Orientation of three points

The theme of numerical programs aims at proving programs that contain computations on floating-point numbers, such as single or double precision numbers as defined by the IEEE-754 standard.

Floating-point arithmetic is primarily used as an efficient way of approximating arithmetic on real numbers. Due to its limited precision, floating-point computations may introduce inaccuracies in the numerical results. The picture on the right is an example of that. It shows the orientation of three points represented by the orange arrow. The extremal vertexes are fixed on the diagonal, while the middle point can move freely. The color (blue/green/red) at the position of the middle point shows the orientation. For instance, when this point is above the diagonal, the three points are oriented counter-clockwise, hence the color blue.

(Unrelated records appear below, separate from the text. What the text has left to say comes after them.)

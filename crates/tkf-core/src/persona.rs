//! Persona profiles
//!
//! A persona is a simulated user whose goals and behavioral traits drive a
//! browser run. Profiles are stored as camelCase JSON documents.

use serde::{Deserialize, Serialize};
use serde_json::{Map, Value};

/// Prompt configuration used when the persona drives a browser
#[derive(Debug, Clone, Default, PartialEq, Serialize, Deserialize)]
#[serde(rename_all = "camelCase")]
pub struct PersonaPrompt {
    /// System prompt
    #[serde(default)]
    pub system: String,
    /// Behavioral rules, used as the persona's goals
    #[serde(default)]
    pub behavioral_rules: Vec<String>,
}

/// Authoring metadata
#[derive(Debug, Clone, Default, PartialEq, Serialize, Deserialize)]
#[serde(rename_all = "camelCase")]
pub struct PersonaMeta {
    #[serde(default)]
    pub version: u32,
    #[serde(default)]
    pub author: String,
    #[serde(default)]
    pub created_at: String,
    #[serde(default)]
    pub tags: Vec<String>,
}

/// A simulated user profile
#[derive(Debug, Clone, PartialEq, Serialize, Deserialize)]
#[serde(rename_all = "camelCase")]
pub struct Persona {
    /// Unique identifier
    pub id: String,
    /// Human-readable name
    pub display_name: String,
    /// Free-text description
    #[serde(default)]
    pub description: String,
    /// Behavioral traits (goal orientation, patience, reading style, ...)
    #[serde(default)]
    pub behavior: Map<String, Value>,
    /// Prompt configuration
    #[serde(default)]
    pub llm_prompt: PersonaPrompt,
    /// Authoring metadata
    #[serde(default)]
    pub meta: PersonaMeta,
}

impl Persona {
    /// Create a persona with empty traits
    #[must_use]
    pub fn new(id: impl Into<String>, display_name: impl Into<String>) -> Self {
        Self {
            id: id.into(),
            display_name: display_name.into(),
            description: String::new(),
            behavior: Map::new(),
            llm_prompt: PersonaPrompt::default(),
            meta: PersonaMeta::default(),
        }
    }

    /// With description
    #[inline]
    #[must_use]
    pub fn with_description(mut self, description: impl Into<String>) -> Self {
        self.description = description.into();
        self
    }

    /// With one behavioral rule appended
    #[inline]
    #[must_use]
    pub fn with_rule(mut self, rule: impl Into<String>) -> Self {
        self.llm_prompt.behavioral_rules.push(rule.into());
        self
    }

    /// With one behavior trait
    #[inline]
    #[must_use]
    pub fn with_trait(mut self, key: impl Into<String>, value: impl Into<Value>) -> Self {
        self.behavior.insert(key.into(), value.into());
        self
    }

    /// The persona's goals
    #[inline]
    #[must_use]
    pub fn goals(&self) -> &[String] {
        &self.llm_prompt.behavioral_rules
    }
}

The orientation of the three points can be obtained by computing the determinant of a 2×2-matrix and looking at the sign of the result (5 subtractions, 2 multiplications). Zero means the three points are aligned; if positive, they are oriented one way; if negative, they are oriented the other way. While the computed sign seems correct overall, the lower part of the picture shows that the inaccuracies introduced by floating-point computations will produce an incorrect orientation for some positions of the middle point, in particular when the three points are almost aligned.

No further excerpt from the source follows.